It’s all about Oil! today at MacPhoenix. There are three illogical and pandering ideas floating out in the memesphere today. Let’s approach them one at a time.

First, we have the scary Iranians who won’t take good old dollar bills for their tainted oil anymore! There is a long-standing fear when some company or supermodel won’t take money in US Dollars anymore, but it’s irrational. Iran is certainly using it as propaganda, however. It sounds very scary.
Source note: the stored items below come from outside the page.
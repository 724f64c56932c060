//! Publish rate limiting
//! A token bucket shared by every publish into the hub.

use std::time::Duration;
use tokio::sync::Mutex;
use tokio::time::Instant;

use crate::error::{HubError, Result};

#[derive(Debug)]
struct TokenBucket {
    capacity: f64,
    tokens: f64,
    last_refill: Instant,
}

impl TokenBucket {
    fn refill(&mut self, now: Instant, refill_interval: Duration) {
        let elapsed = now.duration_since(self.last_refill);
        if elapsed.is_zero() {
            return;
        }
        let earned = elapsed.as_secs_f64() / refill_interval.as_secs_f64();
        self.tokens = (self.tokens + earned).min(self.capacity);
        self.last_refill = now;
    }
}

/// Token bucket: `capacity` tokens, one token earned per `refill_interval`
pub struct RateLimiter {
    bucket: Mutex<TokenBucket>,
    refill_interval: Duration,
}

impl RateLimiter {
    pub fn new(capacity: u32, refill_interval: Duration) -> Self {
        let capacity = f64::from(capacity.max(1));
        Self {
            bucket: Mutex::new(TokenBucket {
                capacity,
                tokens: capacity,
                last_refill: Instant::now(),
            }),
            refill_interval,
        }
    }

    /// Wait until a token is available and take it.
    /// Dropping the future abandons the wait without consuming a token.
    pub async fn acquire(&self) {
        loop {
            let wait = {
                let mut bucket = self.bucket.lock().await;
                bucket.refill(Instant::now(), self.refill_interval);
                if bucket.tokens >= 1.0 {
                    bucket.tokens -= 1.0;
                    return;
                }
                self.refill_interval.mul_f64(1.0 - bucket.tokens)
            };
            tokio::time::sleep(wait).await;
        }
    }

    /// `acquire` bounded by a deadline
    pub async fn acquire_within(&self, limit: Duration) -> Result<()> {
        tokio::time::timeout(limit, self.acquire())
            .await
            .map_err(|_| HubError::RateLimited)
    }
}

#[cfg(test)]
mod tests {
    use super::*;

    #[tokio::test]
    async fn test_burst_then_empty() {
        let limiter = RateLimiter::new(3, Duration::from_secs(60));
        for _ in 0..3 {
            assert!(limiter.acquire_within(Duration::from_millis(5)).await.is_ok());
        }
        let result = limiter.acquire_within(Duration::from_millis(5)).await;
        assert!(matches!(result, Err(HubError::RateLimited)));
    }

    #[tokio::test]
    async fn test_acquire_waits_for_refill() {
        let limiter = RateLimiter::new(1, Duration::from_millis(40));
        limiter.acquire().await;

        let started = std::time::Instant::now();
        limiter.acquire().await;
        assert!(started.elapsed() >= Duration::from_millis(30));
    }

    #[tokio::test]
    async fn test_acquire_within_times_out() {
        let limiter = RateLimiter::new(1, Duration::from_secs(60));
        limiter.acquire().await;

        let result = limiter.acquire_within(Duration::from_millis(20)).await;
        assert!(matches!(result, Err(HubError::RateLimited)));
    }

    #[tokio::test]
    async fn test_tokens_capped_at_capacity() {
        let limiter = RateLimiter::new(2, Duration::from_millis(50));
        tokio::time::sleep(Duration::from_millis(200)).await;
        assert!(limiter.acquire_within(Duration::from_millis(5)).await.is_ok());
        assert!(limiter.acquire_within(Duration::from_millis(5)).await.is_ok());
        let result = limiter.acquire_within(Duration::from_millis(5)).await;
        assert!(matches!(result, Err(HubError::RateLimited)));
    }
}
The only thing it reflects is that, since the dollar is falling, anyone who sells something by contract will want to minimize loss between the time that they sell something and the time that they get paid. So Oil Producer sold 1 barrel of oil on Monday for $100, but didn’t get paid until Friday. If the dollar fell .1% by Friday, Oil Producer lost 10 cents because the $100 was now worth $99.90. When the dollar falls, it makes sense for any international company to try to get paid in a stable currency.

But it doesn’t affect the price of oil or whether or not our currency is falling. There are several reasons for that, the biggest being that our trade deficit is too high, but not because companies want to get paid in another currency. If oil were priced in Quatloos, and our dollar was falling, it would still be more expensive for us to buy oil.
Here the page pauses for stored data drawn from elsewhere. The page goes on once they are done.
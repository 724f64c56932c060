// Listener defaults
pub const DEFAULT_HOST: &str = "0.0.0.0";
pub const DEFAULT_PORT: u16 = 3030;

// Route segments
pub const WS_PATH: &str = "ws";
pub const GLOBAL_ROOM_ID: &str = "global";
pub const GLOBAL_ROOM_NAME: &str = "Global Lobby";

// Backpressure and publish policy
pub const DEFAULT_MAILBOX_CAPACITY: usize = 12;
pub const DEFAULT_PUBLISH_BURST: u32 = 8;
pub const DEFAULT_PUBLISH_REFILL_MS: u64 = 100;
pub const DEFAULT_PUBLISH_WAIT_SECS: u64 = 10;
pub const DEFAULT_WRITE_TIMEOUT_SECS: u64 = 5;
pub const DEFAULT_MAX_BODY_BYTES: u64 = 8192;

// Matchmaking
pub const DEFAULT_MATCH_SETTLE_SECS: u64 = 6;
pub const DEFAULT_SYSTEM_OWNER_ID: &str = "00000000-0000-0000-0000-000000000000";

// WebSocket close codes
pub const CLOSE_POLICY_VIOLATION: u16 = 1008;
pub const SLOW_CONSUMER_REASON: &str = "Connection is too slow to keep up with messages";
//! Subscriber state and the per-connection close cell
//! A subscriber is a registered connection endpoint: an id, a bounded mailbox and
//! the callback fired when the mailbox overflows.

use bytes::Bytes;
use std::sync::{Arc, Mutex, MutexGuard};
use tokio::sync::{mpsc, oneshot};

use crate::constants::{CLOSE_POLICY_VIOLATION, SLOW_CONSUMER_REASON};
use crate::core::envelope::{RoomId, SubscriberId};
use crate::error::{HubError, Result};

/// Fired by publishers when a subscriber's mailbox is full
pub type OverflowCallback = Arc<dyn Fn() + Send + Sync>;

/// Which room a subscriber currently belongs to
#[derive(Debug, Clone, PartialEq, Eq)]
pub enum Membership {
    Unassigned,
    Member(RoomId),
    Departed,
}

/// Outcome of a non-blocking delivery attempt
#[derive(Debug, Clone, Copy, PartialEq, Eq)]
pub enum Delivery {
    Enqueued,
    /// Mailbox was full; the overflow callback has fired
    Overflowed,
    /// The owning session is gone
    Closed,
}

pub struct Subscriber {
    id: SubscriberId,
    mailbox: mpsc::Sender<Bytes>,
    on_overflow: OverflowCallback,
    membership: Mutex<Membership>,
}

impl Subscriber {
    pub(crate) fn new(
        id: SubscriberId,
        mailbox: mpsc::Sender<Bytes>,
        on_overflow: OverflowCallback,
    ) -> Self {
        Self {
            id,
            mailbox,
            on_overflow,
            membership: Mutex::new(Membership::Unassigned),
        }
    }

    pub fn id(&self) -> SubscriberId {
        self.id
    }

    /// Try to enqueue without waiting; a full mailbox triggers the overflow callback instead
    pub fn deliver(&self, payload: Bytes) -> Delivery {
        match self.mailbox.try_send(payload) {
            Ok(()) => Delivery::Enqueued,
            Err(mpsc::error::TrySendError::Full(_)) => {
                (self.on_overflow)();
                Delivery::Overflowed
            }
            Err(mpsc::error::TrySendError::Closed(_)) => Delivery::Closed,
        }
    }

    /// Enqueue outside the overflow policy; hands the payload back when it does not fit
    pub(crate) fn offer(&self, payload: Bytes) -> std::result::Result<(), Bytes> {
        self.mailbox.try_send(payload).map_err(|e| e.into_inner())
    }

    /// Room the subscriber is currently a member of
    pub fn current_room(&self) -> Result<Option<RoomId>> {
        match &*self.membership.lock()? {
            Membership::Member(room) => Ok(Some(room.clone())),
            _ => Ok(None),
        }
    }

    /// Membership lock; always taken before any room lock
    pub(crate) fn membership(&self) -> Result<MutexGuard<'_, Membership>> {
        Ok(self.membership.lock()?)
    }
}

impl std::fmt::Debug for Subscriber {
    fn fmt(&self, f: &mut std::fmt::Formatter<'_>) -> std::fmt::Result {
        f.debug_struct("Subscriber")
            .field("id", &self.id)
            .field("queued", &(self.mailbox.max_capacity() - self.mailbox.capacity()))
            .finish()
    }
}

/// Close frame requested for a connection from outside its session
#[derive(Debug, Clone, PartialEq, Eq)]
pub struct CloseRequest {
    pub code: u16,
    pub reason: String,
}

impl CloseRequest {
    pub fn slow_consumer() -> Self {
        Self {
            code: CLOSE_POLICY_VIOLATION,
            reason: SLOW_CONSUMER_REASON.to_string(),
        }
    }
}

#[derive(Default)]
struct CellState {
    closed: bool,
    handle: Option<oneshot::Sender<CloseRequest>>,
}

/// Shared closed flag plus the connection's close handle.
/// Written by the session and by eviction callbacks running on publisher tasks.
#[derive(Default)]
pub struct ConnectionCell {
    state: Mutex<CellState>,
}

impl ConnectionCell {
    pub fn new() -> Self {
        Self::default()
    }

    fn lock(&self) -> MutexGuard<'_, CellState> {
        // Plain data behind this lock; a poisoned guard is still consistent
        self.state.lock().unwrap_or_else(|poisoned| poisoned.into_inner())
    }

    /// Install the close handle once the connection is live.
    /// Fails if an eviction already marked the cell closed.
    pub fn attach(&self, handle: oneshot::Sender<CloseRequest>) -> Result<()> {
        let mut state = self.lock();
        if state.closed {
            return Err(HubError::ConnectionClosed);
        }
        state.handle = Some(handle);
        Ok(())
    }

    /// Mark closed and take the handle if present, as one step.
    /// Returns true when this call delivered the close request.
    pub fn close(&self, request: CloseRequest) -> bool {
        let handle = {
            let mut state = self.lock();
            state.closed = true;
            state.handle.take()
        };
        match handle {
            Some(handle) => handle.send(request).is_ok(),
            None => false,
        }
    }

    pub fn is_closed(&self) -> bool {
        self.lock().closed
    }
}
America is not permitted to do business with Iran, in any case. Iran, as the CNN article notes well after the scary lede, has been divesting itself of dollars for years. This makes sense. When you can’t buy something from the merchant, why keep the scrip?
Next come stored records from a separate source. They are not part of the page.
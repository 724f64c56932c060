//! Record store interface
//!
//! Match outcomes are written to an external item store. The hub only needs
//! "accept a write, report success or failure", so the backend is pluggable.

use async_trait::async_trait;
use serde::{Deserialize, Serialize};
use std::sync::Arc;
use uuid::Uuid;

use crate::core::envelope::SubscriberId;
use crate::error::Result;

/// Row written to the item store
#[derive(Debug, Clone, PartialEq, Eq, Serialize, Deserialize)]
pub struct ItemRecord {
    pub id: Uuid,
    pub title: String,
    pub description: String,
    pub owner_id: String,
}

impl ItemRecord {
    /// Record of a finished match, owned by the system identity
    pub fn match_result(winner: SubscriberId, owner_id: &str) -> Self {
        let timestamp = chrono::Utc::now().timestamp();
        Self {
            id: Uuid::new_v4(),
            title: format!("match_result{}", timestamp),
            description: winner.to_string(),
            owner_id: owner_id.to_string(),
        }
    }
}

#[async_trait]
pub trait RecordStore: Send + Sync {
    /// Insert a single item using the store's elevated credentials
    async fn insert_item(&self, item: ItemRecord) -> Result<()>;

    /// Backend name for logging
    fn backend_name(&self) -> &'static str;
}

pub type SharedRecordStore = Arc<dyn RecordStore>;
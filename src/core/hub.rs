//! Broadcast hub that ties the registry, rooms and the publish limiter together

use bytes::Bytes;
use std::collections::HashMap;
use std::sync::{Arc, RwLock};
use std::time::Duration;

use crate::config::ServerConfig;
use crate::constants::{GLOBAL_ROOM_ID, GLOBAL_ROOM_NAME};
use crate::core::envelope::{Envelope, Peer, RoomId, SubscriberId};
use crate::core::rate_limiter::RateLimiter;
use crate::core::registry::Registry;
use crate::core::room::{PublishReport, Room};
use crate::core::subscriber::{Membership, Subscriber};
use crate::error::{HubError, Result};

pub struct Hub {
    registry: Registry,
    rooms: RwLock<HashMap<RoomId, Arc<Room>>>,
    global: Arc<Room>,
    limiter: RateLimiter,
}

impl Hub {
    /// Create a hub with only the global room
    pub fn new(mailbox_capacity: usize, publish_burst: u32, refill_interval: Duration) -> Self {
        let global = Arc::new(Room::new(GLOBAL_ROOM_ID, GLOBAL_ROOM_NAME));
        let mut rooms = HashMap::new();
        rooms.insert(GLOBAL_ROOM_ID.to_string(), global.clone());

        Self {
            registry: Registry::new(mailbox_capacity),
            rooms: RwLock::new(rooms),
            global,
            limiter: RateLimiter::new(publish_burst, refill_interval),
        }
    }

    pub fn from_config(config: &ServerConfig) -> Self {
        Self::new(
            config.mailbox_capacity,
            config.publish_burst,
            config.publish_refill_interval,
        )
    }

    pub fn registry(&self) -> &Registry {
        &self.registry
    }

    pub fn limiter(&self) -> &RateLimiter {
        &self.limiter
    }

    pub fn global_room(&self) -> &Arc<Room> {
        &self.global
    }

    pub fn room(&self, room_id: &str) -> Result<Option<Arc<Room>>> {
        Ok(self.rooms.read()?.get(room_id).cloned())
    }

    /// Look up a room, creating it on first reference
    pub fn room_or_create(&self, room_id: &str) -> Result<Arc<Room>> {
        if let Some(room) = self.room(room_id)? {
            return Ok(room);
        }
        let mut rooms = self.rooms.write()?;
        let room = rooms
            .entry(room_id.to_string())
            .or_insert_with(|| {
                log::info!("Created room '{}'", room_id);
                Arc::new(Room::new(room_id, room_id))
            })
            .clone();
        Ok(room)
    }

    /// LOBBY_INFO for every room, ordered by id
    pub fn list_rooms(&self) -> Result<Vec<Envelope>> {
        let rooms: Vec<Arc<Room>> = self.rooms.read()?.values().cloned().collect();
        let mut infos = Vec::with_capacity(rooms.len());
        for room in rooms {
            infos.push(Envelope::LobbyInfo {
                id: room.id().to_string(),
                name: room.name().to_string(),
                num_users: room.member_count()?,
            });
        }
        infos.sort_by(|a, b| match (a, b) {
            (Envelope::LobbyInfo { id: a, .. }, Envelope::LobbyInfo { id: b, .. }) => a.cmp(b),
            _ => std::cmp::Ordering::Equal,
        });
        Ok(infos)
    }

    /// Serialize and publish an envelope into a room
    pub async fn publish(&self, room_id: &str, envelope: &Envelope) -> Result<PublishReport> {
        let payload = envelope.to_bytes()?;
        log::trace!("Publishing {} to room '{}'", envelope.kind(), room_id);
        self.publish_bytes(room_id, payload).await
    }

    /// Publish an envelope into the global room
    pub async fn broadcast(&self, envelope: &Envelope) -> Result<PublishReport> {
        self.publish(GLOBAL_ROOM_ID, envelope).await
    }

    /// Rate-limited, non-blocking fan-out of a payload to every member of a room.
    /// Members that cannot take the payload are handed to their overflow callback.
    pub async fn publish_bytes(&self, room_id: &str, payload: Bytes) -> Result<PublishReport> {
        self.limiter.acquire().await;

        let room = match self.room(room_id)? {
            Some(room) => room,
            None => {
                log::warn!("Publish to unknown room '{}' dropped", room_id);
                return Ok(PublishReport::default());
            }
        };

        let report = room.fan_out(&payload)?;
        log::debug!(
            "Message sent to {}/{} subscribers in room '{}'",
            report.delivered,
            report.members,
            room_id
        );
        Ok(report)
    }

    /// Register a fresh subscriber into a room.
    /// Returns the roster of members that were already there.
    pub fn join(&self, room_id: &str, subscriber: &Arc<Subscriber>) -> Result<Vec<Peer>> {
        let mut membership = subscriber.membership()?;
        match &*membership {
            Membership::Unassigned => {}
            Membership::Member(current) => {
                return Err(HubError::ConnectionError(format!(
                    "subscriber {} is already in room '{}'",
                    subscriber.id(),
                    current
                )))
            }
            Membership::Departed => return Err(HubError::ConnectionClosed),
        }

        let room = self.room_or_create(room_id)?;
        let roster = self.registry.register(&room, subscriber)?;
        *membership = Membership::Member(room.id().to_string());

        log::info!(
            "Subscriber {} joined room '{}' ({} members)",
            subscriber.id(),
            room.id(),
            roster.len() + 1
        );
        Ok(roster)
    }

    /// Move a live subscriber into another room, announcing the move on both sides
    pub async fn switch_room(&self, id: SubscriberId, target: &str) -> Result<()> {
        if target.is_empty() {
            return Err(HubError::RoomNotFound(String::new()));
        }
        let subscriber = self
            .registry
            .get(id)?
            .ok_or(HubError::SubscriberNotFound(id))?;

        let previous = {
            let mut membership = subscriber.membership()?;
            let previous = match &*membership {
                Membership::Member(current) if current == target => return Ok(()),
                Membership::Member(current) => current.clone(),
                Membership::Unassigned | Membership::Departed => {
                    return Err(HubError::SubscriberNotFound(id))
                }
            };

            if let Some(old_room) = self.room(&previous)? {
                self.registry.deregister(&old_room, id)?;
            }
            let new_room = self.room_or_create(target)?;
            self.registry.register(&new_room, &subscriber)?;
            *membership = Membership::Member(target.to_string());
            previous
        };

        log::info!("Subscriber {} moved from '{}' to '{}'", id, previous, target);

        self.publish(
            &previous,
            &Envelope::LobbyLeave {
                user_id: id,
                lobby_id: previous.clone(),
            },
        )
        .await?;
        self.publish(
            target,
            &Envelope::LobbyJoin {
                user_id: id,
                lobby_id: target.to_string(),
            },
        )
        .await?;
        Ok(())
    }

    /// Deregister a departing subscriber and announce the departure to the room it left.
    /// After this returns the subscriber is in no room and can no longer rejoin.
    pub async fn leave(&self, subscriber: &Subscriber) -> Result<Option<RoomId>> {
        let id = subscriber.id();
        let left = {
            let mut membership = subscriber.membership()?;
            let previous = std::mem::replace(&mut *membership, Membership::Departed);
            match previous {
                Membership::Member(room_id) => {
                    if let Some(room) = self.room(&room_id)? {
                        self.registry.deregister(&room, id)?;
                    }
                    Some(room_id)
                }
                Membership::Unassigned | Membership::Departed => None,
            }
        };
        self.registry.release(id)?;

        if let Some(room_id) = &left {
            log::info!("Subscriber {} left room '{}'", id, room_id);
            self.publish(room_id, &Envelope::peer_leave(id)).await?;
            self.publish(
                room_id,
                &Envelope::LobbyLeave {
                    user_id: id,
                    lobby_id: room_id.clone(),
                },
            )
            .await?;
        }
        Ok(left)
    }

    pub fn subscriber_count(&self) -> Result<usize> {
        self.registry.live_count()
    }
}

// Shared reference to the hub
pub type SharedHub = Arc<Hub>;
On the second meme, CNN provides more laughs with an interview with the head of Shell Oil. Bet you thought that the $7.8 billion profit was excessive. Well not according to John Hofmeister:

Look at our revenues and our income for the last quarter. If we had made $7.8 million on $114 million of revenue, nobody would call that excessive, because that’s 7.5 percent. We made $7.8 billion profit on $114 billion revenue — same 7.5 percent. So to me that is not an excessive number when banks and pharmaceuticals and IT companies earn a whole lot more.

Okay. For no reason in particular, I want to write out the zeros in 7.8 billion. Please indulge me. $7,800,000,000. Only eight zeros! Damn that .8! But Mr. Hofmeister is correct. In 2004, Shell Oil was only the 5th most profitable company in the world, while banks like Citigroup and HSBC, IT companies like General Electric, and that famous pharmaceutical, ExxonMobil earned a whole lot more.

Anyway, the main thing here in the CNN article is the idea that America must drill more oil in order to meet the supply, and by implication, help lower or stabilize the cost of gas at the pump. This is false. Oil is sold on market that is worldwide. If oil is extracted in America, it is still sold on this worldwide market. We have something on the order of 4% of the known oil underneath us. If we extracted ALL OF IT, IMMEDIATELY, it would raise the amount of oil on the market by 4%. Since we consume about half the world’s oil, one can figure that it would save us about 2% to purchase that oil.

Of course, all things aren’t equal and there is a cost to extracting, refining, and shipping that oil or gasoline. It also actually can’t be extracted immediately. It would take years. Additionally, there is no reason to expect that any other oil producing nation won’t adjust it’s output to keep oil the same price, since that would be in its best interest to keep the price stable and it can sit on their reserves as long as necessary. However, once we extract all our oil, it’s gone forever, leaving us in a weaker position than before we drilled the oil.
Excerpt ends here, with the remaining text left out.